On the altar should be:

  • 1 beeswax candle, in a carryable holder
  • 1 candle the color of the Gate the Walker last past (if they still have the candle from the passage ceremony for that Gate, that’s wonderful) in carryable holder.
  • A dish of salt water
  • Incense (check for allergies)
  • Labyrinth Book and pen.
  • Cloth matching the gate color


The gate is hung with a curtain matching the Gate the Walker has just completed: 1st: Black; 2nd: Red; 3rd: Orange; 4th: Yellow; 5th: Green; 6th: Blue; 7th: Indigo/Dark Blue; 8th: Purple/Violet; 9th: White.

Behind the gate, on a table that should be hidden from view, have:

  • A candle in the Gate color
  • The Gate token
  • A dish of water

Confused about the candles and the Gate colors? Here’s an example:

Jinny’s last Gate Passage ceremony was for the 4th Gate, signifying she’d completed all the requirements for that Gate. She’s now ready to pass the 5th Gate, having completed all those requirements. On the altar will be her 4th Gate candle, in yellow. Behind the gate, which will be hung in 5th Gate green, is a green candle. Walkers begin with the candle of the Gate they’ve already passed, and end with the candle of the Gate they just completed. Until she walks through that curtain, she’s still 4th Gate.

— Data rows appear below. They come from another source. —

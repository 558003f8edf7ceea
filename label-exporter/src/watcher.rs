//! Zenoh event source: initial entity listing followed by live events.

use std::sync::Arc;
use std::sync::atomic::{AtomicBool, Ordering};
use std::time::Duration;

use label_exporter_common::config::ZenohConfig;
use label_exporter_common::entity::{EntityKey, EntityKind, EntityObject};
use label_exporter_common::keyexpr::{
    KEY_PREFIX, KeyExprBuilder, all_entities_wildcard, parse_key_expr,
};
use label_exporter_common::serialization::decode_auto;
use thiserror::Error;
use tokio::sync::watch;
use tracing::{debug, info, trace, warn};
use zenoh::Session;
use zenoh::query::QueryTarget;
use zenoh::sample::SampleKind;

use crate::dispatcher::{DiscardReason, LabelEvent, SharedDispatcher};

/// Default bound on the initial listing.
pub const DEFAULT_SYNC_TIMEOUT: Duration = Duration::from_secs(60);

/// Errors that stop the watcher.
#[derive(Debug, Error)]
pub enum WatchError {
    #[error("Failed to connect to the event source: {0}")]
    Connect(#[source] label_exporter_common::Error),

    #[error("Failed to subscribe to '{key_expr}': {source}")]
    Subscribe {
        key_expr: String,
        #[source]
        source: zenoh::Error,
    },

    #[error("Failed to query '{selector}': {source}")]
    Query {
        selector: String,
        #[source]
        source: zenoh::Error,
    },

    #[error("Initial sync did not complete within {timeout_secs}s")]
    SyncTimeout { timeout_secs: u64 },

    #[error("Event stream closed: {0}")]
    Disconnected(String),
}

/// Reasons a single sample is not turned into an event.
#[derive(Debug, Error)]
pub enum SampleError {
    #[error("Key '{0}' does not match <prefix>/<kind>/<namespace>/<name>")]
    MalformedKey(String),

    #[error("Unsupported entity kind '{0}'")]
    UnsupportedKind(String),

    #[error("Failed to decode payload of '{key}': {source}")]
    Decode {
        key: String,
        #[source]
        source: label_exporter_common::Error,
    },

    #[error("Payload describes '{payload}' but was published on '{key}'")]
    IdentityMismatch { key: EntityKey, payload: EntityKey },
}

impl SampleError {
    pub fn reason(&self) -> DiscardReason {
        match self {
            SampleError::UnsupportedKind(_) => DiscardReason::UnsupportedKind,
            SampleError::MalformedKey(_)
            | SampleError::Decode { .. }
            | SampleError::IdentityMismatch { .. } => DiscardReason::Malformed,
        }
    }
}

/// Turn a Zenoh sample into a lifecycle event.
///
/// A PUT carries the full entity object, a DELETE only its key.
pub fn decode_sample(
    prefix: &str,
    key: &str,
    kind: SampleKind,
    payload: &[u8],
) -> Result<LabelEvent, SampleError> {
    let parsed =
        parse_key_expr(prefix, key).ok_or_else(|| SampleError::MalformedKey(key.to_string()))?;
    let entity_kind = parsed
        .entity_kind()
        .ok_or_else(|| SampleError::UnsupportedKind(parsed.kind.to_string()))?;
    let entity = parsed.entity_key();

    match kind {
        SampleKind::Delete => Ok(LabelEvent::Removed {
            kind: entity_kind,
            key: entity,
        }),
        SampleKind::Put => {
            let object: EntityObject =
                decode_auto(payload).map_err(|source| SampleError::Decode {
                    key: key.to_string(),
                    source,
                })?;

            let payload_key = object.key();
            if payload_key != entity {
                return Err(SampleError::IdentityMismatch {
                    key: entity,
                    payload: payload_key,
                });
            }

            Ok(LabelEvent::Added {
                kind: entity_kind,
                key: entity,
                labels: object.metadata.labels,
            })
        }
    }
}

/// Readiness flag, set once the initial listing has been applied.
#[derive(Debug, Clone, Default)]
pub struct SyncStatus(Arc<AtomicBool>);

impl SyncStatus {
    pub fn is_synced(&self) -> bool {
        self.0.load(Ordering::Acquire)
    }

    pub fn mark_synced(&self) {
        self.0.store(true, Ordering::Release);
    }
}

/// Feeds the dispatcher from the Zenoh key space.
pub struct EntityWatcher {
    dispatcher: SharedDispatcher,
    zenoh_config: ZenohConfig,
    key_prefix: String,
    sync_timeout: Duration,
    status: SyncStatus,
}

impl EntityWatcher {
    pub fn new(dispatcher: SharedDispatcher, zenoh_config: ZenohConfig) -> Self {
        Self {
            dispatcher,
            zenoh_config,
            key_prefix: KEY_PREFIX.to_string(),
            sync_timeout: DEFAULT_SYNC_TIMEOUT,
            status: SyncStatus::default(),
        }
    }

    pub fn with_key_prefix(mut self, key_prefix: impl Into<String>) -> Self {
        self.key_prefix = key_prefix.into();
        self
    }

    pub fn with_sync_timeout(mut self, timeout: Duration) -> Self {
        self.sync_timeout = timeout;
        self
    }

    /// Handle on the readiness flag, for the HTTP server.
    pub fn sync_status(&self) -> SyncStatus {
        self.status.clone()
    }

    /// Open a session and watch until shutdown.
    pub async fn run(self, shutdown: watch::Receiver<bool>) -> Result<(), WatchError> {
        let session = label_exporter_common::connect(&self.zenoh_config)
            .await
            .map_err(WatchError::Connect)?;

        let result = self.watch(&session, shutdown).await;

        if let Err(e) = session.close().await {
            warn!(error = %e, "Failed to close Zenoh session");
        }

        info!("Watcher stopped");
        result
    }

    /// Watch on an existing session until shutdown.
    ///
    /// The subscriber is declared before the initial listing is requested,
    /// so live events published during the sync are queued and applied
    /// after it.
    pub async fn watch(
        &self,
        session: &Session,
        mut shutdown: watch::Receiver<bool>,
    ) -> Result<(), WatchError> {
        let key_expr = all_entities_wildcard(&self.key_prefix);
        info!(key_expr = %key_expr, "Subscribing to entity events");

        let subscriber = session
            .declare_subscriber(&key_expr)
            .await
            .map_err(|source| WatchError::Subscribe {
                key_expr: key_expr.clone(),
                source,
            })?;

        let stopped = tokio::select! {
            synced = tokio::time::timeout(self.sync_timeout, self.initial_sync(session)) => {
                let count = synced.map_err(|_| WatchError::SyncTimeout {
                    timeout_secs: self.sync_timeout.as_secs(),
                })??;
                self.status.mark_synced();
                info!(entities = count, "Initial sync complete");
                false
            }
            _ = shutdown_requested(&mut shutdown) => {
                info!("Shutdown signal received during initial sync");
                true
            }
        };

        if !stopped {
            loop {
                tokio::select! {
                    _ = shutdown_requested(&mut shutdown) => {
                        info!("Shutdown signal received, stopping watcher");
                        break;
                    }

                    sample = subscriber.recv_async() => {
                        match sample {
                            Ok(sample) => {
                                let payload = sample.payload().to_bytes();
                                self.handle(sample.key_expr().as_str(), sample.kind(), &payload);
                            }
                            Err(e) => return Err(WatchError::Disconnected(e.to_string())),
                        }
                    }
                }
            }
        }

        if let Err(e) = subscriber.undeclare().await {
            warn!(error = %e, "Failed to undeclare subscriber");
        }

        Ok(())
    }

    /// Request the current entity listing and apply every reply as an add.
    async fn initial_sync(&self, session: &Session) -> Result<usize, WatchError> {
        let selector = KeyExprBuilder::with_prefix(&self.key_prefix, EntityKind::Pod).kind_wildcard();
        debug!(selector = %selector, "Requesting initial entity listing");

        let replies = session
            .get(selector.as_str())
            .target(QueryTarget::All)
            .await
            .map_err(|source| WatchError::Query {
                selector: selector.clone(),
                source,
            })?;

        let mut count = 0;
        while let Ok(reply) = replies.recv_async().await {
            match reply.result() {
                Ok(sample) => {
                    let payload = sample.payload().to_bytes();
                    if self.handle(sample.key_expr().as_str(), SampleKind::Put, &payload) {
                        count += 1;
                    }
                }
                Err(err) => {
                    warn!(error = ?err, "Error reply during initial sync");
                }
            }
        }

        Ok(count)
    }

    fn handle(&self, key: &str, kind: SampleKind, payload: &[u8]) -> bool {
        match decode_sample(&self.key_prefix, key, kind, payload) {
            Ok(event) => {
                trace!(entity = %event.key(), kind = %event.kind(), "Received entity event");
                self.dispatcher.dispatch(event);
                true
            }
            Err(e) => {
                self.dispatcher.discard(e.reason(), key, &e);
                false
            }
        }
    }
}

/// Resolve once shutdown is requested or every sender is gone.
async fn shutdown_requested(shutdown: &mut watch::Receiver<bool>) {
    if *shutdown.borrow_and_update() {
        return;
    }
    while shutdown.changed().await.is_ok() {
        if *shutdown.borrow() {
            return;
        }
    }
}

If you have more than one Walker ready to do a passage for the same Gate, they can be done at the same time, but individually, one after the other. If you have Walkers ready to pass different gates, they can be done the same day, lowest gate first, but take 15-20 minutes in between each ceremony to clear the room and change the set up. Have ‘reception’ time after all of them are done. The idea is for each ceremony to be distinct for the individual.

The basic outline is written for having 2 Guides, adjust for the number of Guides your group has.


The guests are seated, the Guides and Walker enter, and process to the altar. The Guide leading the ceremony lights the altar candles and incense. Guides and Walkers should be in full regalia and have their staffs.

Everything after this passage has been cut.